Appsbar can be used on the web for Mobile application development. Appsbar apps are automatically optimized for use on smartphones developed by Android. Through its HTML5 Web application, Appsbar supports app designs for use on BlackBerry or Windows devices as well as Facebook. 

This desktop design solution allows an app builder to create, save and edit an unlimited number of apps. Appsbar uses a “wizard” to build apps for the app stores including iTunes and Android Market.  The software uses proprietary filters throughout the creation process so builders know immediately if they are adding (or not adding) details that would prevent the app from being published. 

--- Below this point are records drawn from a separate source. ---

//! Role grants, revocations and attribute writes.

use axum::Json;
use axum::extract::rejection::JsonRejection;
use axum::extract::{Path, State};
use axum::http::StatusCode;
use castellan_registry::{
    AssignmentView, GrantOutcome, GrantRequest, RevokeOutcome, RevokeRequest, SetAttributeOutcome,
    SetAttributeRequest,
};
use castellan_types::SubjectId;
use chrono::Utc;

use super::{authorize_admin, json_body};
use crate::app::AppState;
use crate::error::ApiError;
use crate::identity::IdentityContext;

/// Grants a role. The caller's subject id is recorded as the grantor.
pub async fn grant(
    State(state): State<AppState>,
    identity: IdentityContext,
    payload: Result<Json<GrantRequest>, JsonRejection>,
) -> Result<(StatusCode, Json<GrantOutcome>), ApiError> {
    authorize_admin(&state, &identity, "grant")?;
    let request = json_body(payload)?;
    let outcome = state
        .admin
        .grant(request, identity.subject_id, Utc::now())
        .await?;
    Ok((StatusCode::CREATED, Json(outcome)))
}

pub async fn revoke(
    State(state): State<AppState>,
    identity: IdentityContext,
    payload: Result<Json<RevokeRequest>, JsonRejection>,
) -> Result<Json<RevokeOutcome>, ApiError> {
    authorize_admin(&state, &identity, "revoke")?;
    let request = json_body(payload)?;
    Ok(Json(state.admin.revoke(request, Utc::now()).await?))
}

pub async fn set_attribute(
    State(state): State<AppState>,
    identity: IdentityContext,
    payload: Result<Json<SetAttributeRequest>, JsonRejection>,
) -> Result<Json<SetAttributeOutcome>, ApiError> {
    authorize_admin(&state, &identity, "set_attribute")?;
    let request = json_body(payload)?;
    Ok(Json(state.admin.set_attribute(request, Utc::now()).await?))
}

pub async fn list_assignments(
    State(state): State<AppState>,
    identity: IdentityContext,
    Path(subject_id): Path<u64>,
) -> Result<Json<Vec<AssignmentView>>, ApiError> {
    authorize_admin(&state, &identity, "inspect")?;
    let views = state
        .admin
        .list_assignments(SubjectId::new(subject_id), Utc::now())
        .await?;
    Ok(Json(views))
}
use crate::error::GsiError;

/// Position or direction in world units, `[x, y, z]`.
pub type Vec3 = [f64; 3];

const VECTOR_COMPONENTS: usize = 3;

/// Parses a comma separated vector string such as `"1.5, -2, 3"`.
///
/// The string must split into exactly three tokens and every token must be
/// numeric after trimming. Anything else is a [`GsiError::MalformedVector`];
/// a partial vector is never returned.
pub fn parse_vector(field: &'static str, raw: &str) -> Result<Vec3, GsiError> {
    let tokens = raw.split(',').map(str::trim).collect::<Vec<&str>>();
    if tokens.len() != VECTOR_COMPONENTS {
        return Err(malformed(
            field,
            raw,
            format!("expected {VECTOR_COMPONENTS} components, found {}", tokens.len()),
        ));
    }

    let mut parsed = [0.0; VECTOR_COMPONENTS];
    for (slot, token) in parsed.iter_mut().zip(tokens) {
        *slot = token
            .parse::<f64>()
            .map_err(|error| malformed(field, raw, format!("component {token:?}: {error}")))?;
    }

    Ok(parsed)
}

/// Same as [`parse_vector`] but treats a missing string as malformed.
pub(crate) fn parse_required_vector(
    field: &'static str,
    raw: Option<&str>,
) -> Result<Vec3, GsiError> {
    match raw {
        Some(value) => parse_vector(field, value),
        None => Err(malformed(field, "", "vector string is missing".to_string())),
    }
}

fn malformed(field: &'static str, raw: &str, reason: String) -> GsiError {
    GsiError::MalformedVector {
        field,
        value: raw.to_string(),
        reason,
    }
}

#[cfg(test)]
mod tests {
    use super::{parse_required_vector, parse_vector};

    #[test]
    fn parses_spaced_vector_string() {
        let parsed = parse_vector("position", "1.5, -2, 3").expect("Expected vector to parse");
        assert_eq!(parsed, [1.5, -2.0, 3.0]);
    }

    #[test]
    fn parses_vector_without_spaces() {
        let parsed = parse_vector("forward", "-0.25,0.97,0").expect("Expected vector to parse");
        assert_eq!(parsed, [-0.25, 0.97, 0.0]);
    }

    #[test]
    fn rejects_two_component_vector() {
        let error = parse_vector("position", "1, 2").expect_err("Two tokens must be rejected");
        assert!(error.is_malformed_vector());
        assert!(error.to_string().contains("found 2"));
    }

    #[test]
    fn rejects_four_component_vector() {
        let error = parse_vector("position", "1, 2, 3, 4").expect_err("Four tokens must be rejected");
        assert!(error.is_malformed_vector());
    }

    #[test]
    fn rejects_non_numeric_component() {
        let error = parse_vector("forward", "1, north, 3").expect_err("Text token must be rejected");
        assert!(error.to_string().contains("north"));
    }

    #[test]
    fn rejects_empty_component() {
        assert!(parse_vector("position", "1, , 3").is_err());
    }

    #[test]
    fn missing_vector_is_malformed() {
        let error = parse_required_vector("position", None).expect_err("Missing vector must fail");
        assert!(error.is_malformed_vector());
    }
}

App builders can also combine limitless combinations of existing technologies used to build professional apps. For example, appsbar is the first app builder to offer an "event notifier" function that delivers real-time or scheduled notifications to app users, and a menu feature that allows the end user to catalog products or services – tools for friends and businesses and their customers to have two-way communication.

Each app that appsbar submits to an app store is first reviewed by an "app coach"—an experienced developer (software) who tests each app during the submission process. This "app coach" is listed on the app as the developer. Appsbar lets each builder name their app. Anyone who downloads an app will know who built it.
	
Appsbar was developed by Appsbar Inc., a company co-founded by Scott Hirsch and Arsen Pereymer. Hirsch is also the co-founder of technology companies DigDev and DigDev Direct, an online and mobile direct marketing agency. 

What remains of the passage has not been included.